I believe I shared my speculative theory that homosexuality may have an “ancestral” origin with Dr. Taylor about 10 years ago. He was then my contact for York University’s (Toronto) Caribbean Religions Project.
As the head of that project he facilitated my contribution to the Encyclopedia of Caribbean Religion, based on a summary of my book "The Bible: beauty and terror reconciled". (So far as I can tell, the Encyclopedia is yet to be published.)
Perhaps York U and PSU could combine the research expertise of Shriver, Taylor and their colleagues to advance its institutions work in these related fields, in line with current emphases on interdisciplinary study and increased collaboration between researchers in the international scientific community.
Perhaps some of the more muscular, manly looking women of the York Lions women's rugby team, which apparently includes blacks, whites and other superficial racial categories, might want to assist with the resulting studies.
I could go on and on with other relevant “blue sky” and more grounded research possibilities. But I fear that the more suggestions I make, the less the chances of any one of them being taken seriously.
My main point, at any rate, is that President Obama’s endorsement of same-sex marriage may not be the electoral “kiss of death” that it initially seemed.
Perhaps it is just the kind of catalyst for intelligent discussion about race, religion and sex that America needs.
And how some Americans need an elevation or injection of intelligence – and empathy - in their discussion of these subjects!
With one mature man who holds considerable social standing and responsibility – no less a person than 67 or 68-year-old U.S. District Judge Richard Cebull – forwarding puerile, deeply insulting, disrespectful and racist emails about Obama to his friends, there can be no doubt that the level of discussion on racial admixing in America is in need of uplift urgently.
I find this elder jurist’s apparent lack of judgement on matters of human procreation as repugnant and unhelpful as the gumption and tunnel vision of persons in the media who push a homosexual agenda (and those in the church who oppose it) at the expense of discussion about the viability of polygamy as a proven, biblically justifiable model of family life for modern societies.

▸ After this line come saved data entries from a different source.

// SPDX-License-Identifier: GPL-3.0-only

//! V4L2 capture loop
//!
//! Runs on the session's frame thread. The device is opened and configured
//! first and the outcome reported through `init_tx`; after that, frames are
//! dequeued until the stop signal is set, and at most one frame per
//! detection interval is decoded. A device that keeps failing ends the loop
//! and is reported as an interruption.

use crate::backends::{BackendError, MetadataDelegate, SessionObserver};
use crate::constants::v4l2::{
    BUFFER_COUNT, MAX_CONSECUTIVE_ERRORS, REQUESTED_HEIGHT, REQUESTED_WIDTH,
};
use crate::frame_processor::{GrayFrame, QrDetector};
use std::sync::Arc;
use std::sync::atomic::{AtomicBool, Ordering};
use std::sync::mpsc;
use std::time::{Duration, Instant};
use tracing::{debug, info, trace, warn};
use v4l::buffer::Type;
use v4l::io::mmap::Stream;
use v4l::io::traits::CaptureStream;
use v4l::prelude::*;
use v4l::video::Capture;
use v4l::{Format, FourCC};

pub(super) struct CaptureParams {
    pub path: String,
    pub delegate: MetadataDelegate,
    pub observer: SessionObserver,
    pub detector: QrDetector,
    pub detection_interval: Duration,
    /// False when no decodable symbol type was requested
    pub decode: bool,
}

fn open_device(path: &str) -> Result<(Device, Format), String> {
    let dev = Device::with_path(path).map_err(|e| format!("Failed to open device: {}", e))?;

    let requested = Format::new(REQUESTED_WIDTH, REQUESTED_HEIGHT, FourCC::new(b"YUYV"));
    let format = dev
        .set_format(&requested)
        .map_err(|e| format!("Failed to set capture format: {}", e))?;

    if format.fourcc != FourCC::new(b"YUYV") {
        return Err(format!("Device does not support YUYV (got {:?})", format.fourcc));
    }

    info!(
        width = format.width,
        height = format.height,
        stride = format.stride,
        "V4L2 capture format configured"
    );
    Ok((dev, format))
}

pub(super) fn run(
    params: CaptureParams,
    stop: Arc<AtomicBool>,
    init_tx: mpsc::Sender<Result<(), String>>,
) {
    let (dev, format) = match open_device(&params.path) {
        Ok(opened) => opened,
        Err(e) => {
            let _ = init_tx.send(Err(e));
            return;
        }
    };

    let mut stream = match Stream::with_buffers(&dev, Type::VideoCapture, BUFFER_COUNT) {
        Ok(stream) => stream,
        Err(e) => {
            let _ = init_tx.send(Err(format!("Failed to create capture stream: {}", e)));
            return;
        }
    };

    if init_tx.send(Ok(())).is_err() {
        return;
    }
    params.observer.did_start_running();

    let mut last_detection: Option<Instant> = None;
    let mut consecutive_errors = 0;

    while !stop.load(Ordering::SeqCst) {
        let (buf, _meta) = match stream.next() {
            Ok(frame) => frame,
            Err(e) => {
                consecutive_errors += 1;
                warn!(error = %e, consecutive_errors, "Failed to dequeue frame");
                if consecutive_errors >= MAX_CONSECUTIVE_ERRORS {
                    warn!(path = %params.path, "Giving up on capture device");
                    params.observer.was_interrupted(BackendError::IoError(format!(
                        "{} failed {} frames in a row: {}",
                        params.path, consecutive_errors, e
                    )));
                    break;
                }
                continue;
            }
        };
        consecutive_errors = 0;

        if !params.decode {
            continue;
        }
        if last_detection.is_some_and(|t| t.elapsed() < params.detection_interval) {
            trace!("Skipping frame, detection interval not elapsed");
            continue;
        }
        last_detection = Some(Instant::now());

        let frame = GrayFrame::from_yuyv(buf, format.width, format.height, format.stride);
        params.delegate.metadata_output(params.detector.detect(&frame));
    }

    debug!(path = %params.path, "V4L2 capture loop stopped");
}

I remain baffled by the relative silence of the western media, politicians, clergy, academics and other opinion shapers about the social utility and viability of polygamy as an option for Christians (and non-Christians alike), giving the impression that a homosexual lobby has hijacked contemporary debate about alternative or non-traditional western models of the family.
I will reserve, for the time being, my comments on the disappointing response I recently got from another elder - the retired Anglican Bishop Michael Nazir-Ali - during a discussion on marriage at the Houses of Parliament here in England.
I will only say that the value of polygamous marital options as a means of boosting birth rates among all racial categories in the U.S. and UK is underscored as much by the kind of divisive and disappointing commentary Judge Cebull and Bishop Ali seem limited to (on race and religion respectively) as by the increasing agedness of these two leading western countries’ citizenry.
Finally, I will say that consistent with the award of the Nobel Peace Prize to the U.S. president, he seems ideally placed to not only initiate the uplift in debate on race, religion and sexuality that his fellow Americans need, but also to enhance the constructive, social cohesion furthering discussion of these issues by the global community.
Of course, like Breivik, Cebull, and Bishop Ali, others are free to reject Obama’s, Dr. Shriver’s, PSU’s and any other individual, group or institution’s solution to their racial, religious or sexual antipathy or anxiety.
Like Breivik, they may instead endeavour to win the argument with the literal "kiss of death" of their exploding bombs’ and barking rifles’.